### EXERCISE
Report back every line of the entries that contains "provider", exactly as written.
===== INFORMATION GIVEN
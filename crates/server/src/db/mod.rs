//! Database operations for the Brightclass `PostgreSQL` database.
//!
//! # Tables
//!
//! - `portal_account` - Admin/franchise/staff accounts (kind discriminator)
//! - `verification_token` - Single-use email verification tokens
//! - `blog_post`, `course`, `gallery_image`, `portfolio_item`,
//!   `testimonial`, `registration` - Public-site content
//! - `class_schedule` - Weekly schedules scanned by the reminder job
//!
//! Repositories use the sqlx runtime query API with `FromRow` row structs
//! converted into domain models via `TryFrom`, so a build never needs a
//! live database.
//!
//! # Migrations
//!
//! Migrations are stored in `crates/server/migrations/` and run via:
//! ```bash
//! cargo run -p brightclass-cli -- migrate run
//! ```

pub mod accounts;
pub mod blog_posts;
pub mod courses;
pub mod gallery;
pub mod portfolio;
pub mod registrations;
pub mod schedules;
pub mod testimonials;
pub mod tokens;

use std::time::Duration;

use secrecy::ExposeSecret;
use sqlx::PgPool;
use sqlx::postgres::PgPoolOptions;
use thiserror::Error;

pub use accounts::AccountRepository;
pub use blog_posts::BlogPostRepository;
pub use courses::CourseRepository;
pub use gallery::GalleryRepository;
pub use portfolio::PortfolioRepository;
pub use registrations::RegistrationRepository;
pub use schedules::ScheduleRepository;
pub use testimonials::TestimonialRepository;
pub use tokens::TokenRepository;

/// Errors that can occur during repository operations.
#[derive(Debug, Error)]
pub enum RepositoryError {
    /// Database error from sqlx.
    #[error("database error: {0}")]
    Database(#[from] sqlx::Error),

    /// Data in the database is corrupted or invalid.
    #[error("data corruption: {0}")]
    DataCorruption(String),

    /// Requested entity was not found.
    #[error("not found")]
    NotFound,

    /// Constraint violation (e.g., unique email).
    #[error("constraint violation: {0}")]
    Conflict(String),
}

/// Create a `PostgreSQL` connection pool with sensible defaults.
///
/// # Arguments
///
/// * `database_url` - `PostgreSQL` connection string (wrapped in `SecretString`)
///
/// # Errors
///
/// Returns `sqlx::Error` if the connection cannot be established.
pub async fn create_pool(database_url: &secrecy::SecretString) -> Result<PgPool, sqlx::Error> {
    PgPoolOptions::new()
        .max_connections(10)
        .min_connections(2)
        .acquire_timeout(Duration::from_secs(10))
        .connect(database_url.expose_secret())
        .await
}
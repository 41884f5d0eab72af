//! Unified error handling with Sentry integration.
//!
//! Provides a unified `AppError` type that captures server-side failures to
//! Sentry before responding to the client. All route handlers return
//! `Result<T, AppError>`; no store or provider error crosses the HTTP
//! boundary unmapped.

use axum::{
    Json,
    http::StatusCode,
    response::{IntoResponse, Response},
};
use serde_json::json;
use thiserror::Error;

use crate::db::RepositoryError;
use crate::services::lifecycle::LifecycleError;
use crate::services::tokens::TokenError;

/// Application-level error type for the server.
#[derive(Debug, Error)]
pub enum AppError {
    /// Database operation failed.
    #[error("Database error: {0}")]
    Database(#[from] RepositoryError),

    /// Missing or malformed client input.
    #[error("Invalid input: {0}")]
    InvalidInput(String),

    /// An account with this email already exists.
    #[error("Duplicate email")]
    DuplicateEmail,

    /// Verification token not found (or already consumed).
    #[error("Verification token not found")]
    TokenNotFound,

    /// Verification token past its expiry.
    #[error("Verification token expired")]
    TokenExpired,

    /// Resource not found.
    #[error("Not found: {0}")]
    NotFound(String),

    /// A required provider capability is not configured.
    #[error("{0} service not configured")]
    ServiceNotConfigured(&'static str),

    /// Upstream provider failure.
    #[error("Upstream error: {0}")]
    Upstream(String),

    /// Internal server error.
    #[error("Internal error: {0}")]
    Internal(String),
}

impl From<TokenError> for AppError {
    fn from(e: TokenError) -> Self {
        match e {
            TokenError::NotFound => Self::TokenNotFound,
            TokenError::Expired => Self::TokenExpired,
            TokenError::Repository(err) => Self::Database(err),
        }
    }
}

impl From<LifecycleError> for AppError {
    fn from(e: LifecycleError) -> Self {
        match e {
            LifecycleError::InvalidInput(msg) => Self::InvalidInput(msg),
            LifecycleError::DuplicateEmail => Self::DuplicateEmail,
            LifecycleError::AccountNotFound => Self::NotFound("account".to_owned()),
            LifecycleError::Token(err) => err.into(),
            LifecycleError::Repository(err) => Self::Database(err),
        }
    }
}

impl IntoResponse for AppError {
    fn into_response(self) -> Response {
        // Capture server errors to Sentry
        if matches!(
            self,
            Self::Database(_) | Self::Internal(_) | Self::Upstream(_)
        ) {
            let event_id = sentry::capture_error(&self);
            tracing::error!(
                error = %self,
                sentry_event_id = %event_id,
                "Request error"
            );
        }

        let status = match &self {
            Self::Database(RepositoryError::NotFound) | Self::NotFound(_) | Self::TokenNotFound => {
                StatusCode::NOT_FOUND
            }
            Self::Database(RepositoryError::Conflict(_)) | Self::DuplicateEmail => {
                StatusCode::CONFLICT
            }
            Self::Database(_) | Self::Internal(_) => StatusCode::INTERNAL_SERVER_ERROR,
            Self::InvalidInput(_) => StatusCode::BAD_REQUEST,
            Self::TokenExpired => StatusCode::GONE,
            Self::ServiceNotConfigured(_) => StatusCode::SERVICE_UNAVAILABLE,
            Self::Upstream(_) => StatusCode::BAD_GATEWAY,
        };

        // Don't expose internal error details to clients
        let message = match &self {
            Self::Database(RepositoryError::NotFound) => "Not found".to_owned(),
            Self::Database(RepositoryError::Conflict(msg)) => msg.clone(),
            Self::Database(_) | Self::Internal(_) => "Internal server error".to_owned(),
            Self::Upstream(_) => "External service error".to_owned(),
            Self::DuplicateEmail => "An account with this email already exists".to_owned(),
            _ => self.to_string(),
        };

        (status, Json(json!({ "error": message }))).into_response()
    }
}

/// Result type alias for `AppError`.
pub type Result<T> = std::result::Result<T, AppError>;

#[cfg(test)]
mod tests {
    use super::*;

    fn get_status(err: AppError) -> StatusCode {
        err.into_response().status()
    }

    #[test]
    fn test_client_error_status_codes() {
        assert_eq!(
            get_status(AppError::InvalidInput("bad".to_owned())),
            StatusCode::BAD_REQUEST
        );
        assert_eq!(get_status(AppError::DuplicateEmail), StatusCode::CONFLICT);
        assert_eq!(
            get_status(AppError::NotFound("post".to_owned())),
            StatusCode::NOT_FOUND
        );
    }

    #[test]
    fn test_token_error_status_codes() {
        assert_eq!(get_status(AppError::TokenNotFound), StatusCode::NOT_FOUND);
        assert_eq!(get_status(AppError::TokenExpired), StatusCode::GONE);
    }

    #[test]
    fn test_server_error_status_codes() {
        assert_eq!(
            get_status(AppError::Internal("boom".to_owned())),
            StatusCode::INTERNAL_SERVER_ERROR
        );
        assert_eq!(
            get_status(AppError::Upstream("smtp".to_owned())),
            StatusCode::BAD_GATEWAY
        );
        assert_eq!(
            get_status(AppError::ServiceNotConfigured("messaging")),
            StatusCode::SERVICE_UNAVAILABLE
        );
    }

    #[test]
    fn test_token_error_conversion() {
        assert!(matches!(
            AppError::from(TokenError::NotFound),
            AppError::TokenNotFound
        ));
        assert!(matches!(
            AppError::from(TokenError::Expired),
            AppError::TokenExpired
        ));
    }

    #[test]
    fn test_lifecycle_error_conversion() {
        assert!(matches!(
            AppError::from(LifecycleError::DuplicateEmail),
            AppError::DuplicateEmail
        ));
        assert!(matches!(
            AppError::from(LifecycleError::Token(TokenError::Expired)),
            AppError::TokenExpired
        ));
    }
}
==========
### ANSWER
//! `Result<T, AppError>`; no store or provider error crosses the HTTP
    /// A required provider capability is not configured.
    /// Upstream provider failure.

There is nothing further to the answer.